Sad discovery in town

My newspaper column this week (coming out this Thursday) is about how radio-controlled cars and dirt bikes have torn up about five acres of Huntington Beach Central Park. I’m using my blog to post extra photos plus a video of some guy lighting a fire for his car to jump through.

The whole park is 500 acres, so that means that a group of unauthorized hobbyists have taken over one percent of the park for their own use. They did this without obtaining liability insurance, filing an environmental impact report or making plans to mitigate the damage that they caused. This area supported rodents and lizards and had been former habitat for raptors. Nothing lives there now.

A small part of the area that is now denuded.

Empty containers of "nitro" fuel litter the ground, turning our park into a toxic waste dump.

Some of the "nitro" fuel inevitably spills on the ground. More toxic stuff in our park.

Disposable AA batteries were illegally and improperly disposed of on our park land. I counted 20 without trying.

An extensive area has been converted from vegetated habitat to a dust-filled wasteland.

The presence of chione clam shells indicates that Native Americans used to live on the site.

The bluff face is now devoid of plant life, plus the insects, lizards, birds and mammals that depended on them.

The plants in this area used to be hip-high at this time of year. Now there is nothing there. And this is how the wild world ends. Bit by bit, humans are destroying it.

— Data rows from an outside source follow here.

use crate::api::{Endpoint, PageFetcher};
use crate::error::DownloaderError;
use crate::rate_limiter::RateLimiter;
use crate::types::{ApiComment, ReplyPage, Thread, ThreadPage};
use log::debug;
use std::collections::VecDeque;

pub const MAX_RESULTS: &str = "100";

pub const THREAD_FIELDS: &str = "nextPageToken,pageInfo/totalResults,\
items(id,snippet(totalReplyCount,topLevelComment(id,snippet(authorDisplayName,textOriginal,publishedAt,likeCount))))";

pub const REPLY_FIELDS: &str =
    "nextPageToken,items(id,snippet(authorDisplayName,textOriginal,publishedAt,likeCount))";

/// Position in a paginated listing.
#[derive(Debug, Clone, PartialEq, Eq)]
enum PageToken {
    First,
    Next(String),
    Exhausted,
}

impl PageToken {
    /// Missing or empty cursors end the listing.
    fn after(next_page_token: Option<String>) -> Self {
        match next_page_token {
            Some(token) if !token.is_empty() => PageToken::Next(token),
            _ => PageToken::Exhausted,
        }
    }
}

struct Listing<'a> {
    fetcher: &'a PageFetcher,
    limiter: &'a RateLimiter,
    api_key: String,
    endpoint: Endpoint,
    filter: (&'static str, String),
    fields: &'static str,
    cursor: PageToken,
}

impl<'a> Listing<'a> {
    /// Fetches the page under the cursor, or `None` once exhausted. The
    /// caller advances the cursor from the decoded page.
    async fn fetch_page<T: serde::de::DeserializeOwned>(
        &mut self,
    ) -> Result<Option<T>, DownloaderError> {
        let token = match &self.cursor {
            PageToken::Exhausted => return Ok(None),
            PageToken::First => None,
            PageToken::Next(token) => Some(token.as_str()),
        };

        let mut params = vec![
            ("part", "snippet"),
            (self.filter.0, self.filter.1.as_str()),
            ("maxResults", MAX_RESULTS),
            ("textFormat", "plainText"),
            ("fields", self.fields),
            ("key", self.api_key.as_str()),
        ];
        if let Some(token) = token {
            params.push(("pageToken", token));
        }

        let value = self.fetcher.fetch(self.limiter, self.endpoint, &params).await?;
        Ok(Some(serde_json::from_value(value)?))
    }
}

/// Top-level comment threads of one video, page by page.
///
/// The total reported by the first page rides along with the first thread
/// only; every later item carries `None`.
pub struct ThreadPaginator<'a> {
    listing: Listing<'a>,
    buffered: VecDeque<Thread>,
    total_results: Option<u64>,
    total_reported: bool,
}

impl<'a> ThreadPaginator<'a> {
    pub fn new(
        fetcher: &'a PageFetcher,
        limiter: &'a RateLimiter,
        video_id: &str,
        api_key: &str,
    ) -> Self {
        Self {
            listing: Listing {
                fetcher,
                limiter,
                api_key: api_key.to_string(),
                endpoint: Endpoint::CommentThreads,
                filter: ("videoId", video_id.to_string()),
                fields: THREAD_FIELDS,
                cursor: PageToken::First,
            },
            buffered: VecDeque::new(),
            total_results: None,
            total_reported: false,
        }
    }

    pub async fn next(&mut self) -> Result<Option<(Thread, Option<u64>)>, DownloaderError> {
        loop {
            if let Some(thread) = self.buffered.pop_front() {
                let total = if self.total_reported {
                    None
                } else {
                    self.total_reported = true;
                    self.total_results
                };
                return Ok(Some((thread, total)));
            }

            let Some(page) = self.listing.fetch_page::<ThreadPage>().await? else {
                return Ok(None);
            };

            if self.total_results.is_none() {
                self.total_results = page.page_info.and_then(|info| info.total_results);
            }
            debug!(
                "Fetched {} threads for video {}",
                page.items.len(),
                self.listing.filter.1
            );
            self.buffered.extend(page.items);
            self.listing.cursor = PageToken::after(page.next_page_token);
        }
    }
}

pub struct ReplyPaginator<'a> {
    listing: Listing<'a>,
    buffered: VecDeque<ApiComment>,
}

impl<'a> ReplyPaginator<'a> {
    pub fn new(
        fetcher: &'a PageFetcher,
        limiter: &'a RateLimiter,
        parent_id: &str,
        api_key: &str,
    ) -> Self {
        Self {
            listing: Listing {
                fetcher,
                limiter,
                api_key: api_key.to_string(),
                endpoint: Endpoint::Comments,
                filter: ("parentId", parent_id.to_string()),
                fields: REPLY_FIELDS,
                cursor: PageToken::First,
            },
            buffered: VecDeque::new(),
        }
    }

    pub fn parent_id(&self) -> &str {
        &self.listing.filter.1
    }

    pub async fn next(&mut self) -> Result<Option<ApiComment>, DownloaderError> {
        loop {
            if let Some(reply) = self.buffered.pop_front() {
                return Ok(Some(reply));
            }

            let Some(page) = self.listing.fetch_page::<ReplyPage>().await? else {
                return Ok(None);
            };
            self.buffered.extend(page.items);
            self.listing.cursor = PageToken::after(page.next_page_token);
        }
    }
}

And check out this video. This guy lit a fire on a Santa Ana wind day. I’m sure it’s cool to jump your toy car over real fire, but the city ordinances prohibiting fires anyplace except city-owned barbeque pits are quite clear. A variety of laws are being broken here every day and unless citizens demand enforcement, nothing will happen.

And listen to that mega-decibel whine. No wonder the hawks have left this area. Even if there was anything left there for them to eat, the noise would drive them away. So sad.

(To read more of Lou Murray’s environmental writing, see her weekly column, Natural Perspectives, in the Huntington Beach Independent at )

About Lou Murray, Ph.D.

I'm a retired medical researcher, retired professional writer/photographer, avid gardener, and active environmentalist living in southern California. I wrote a weekly newspaper column on environmental topics in the Huntington Beach Independent for many years. I also supervised environmental restoration projects and taught at the Orange County Conservation Corps before retiring in the summer of 2016. This blog chronicles my efforts to live a green life growing as much food as possible for my husband and myself on a 4,500 sq ft yard that is covered mainly by house, garage, driveway, and sidewalks. I am also dedicated to combatting global climate change.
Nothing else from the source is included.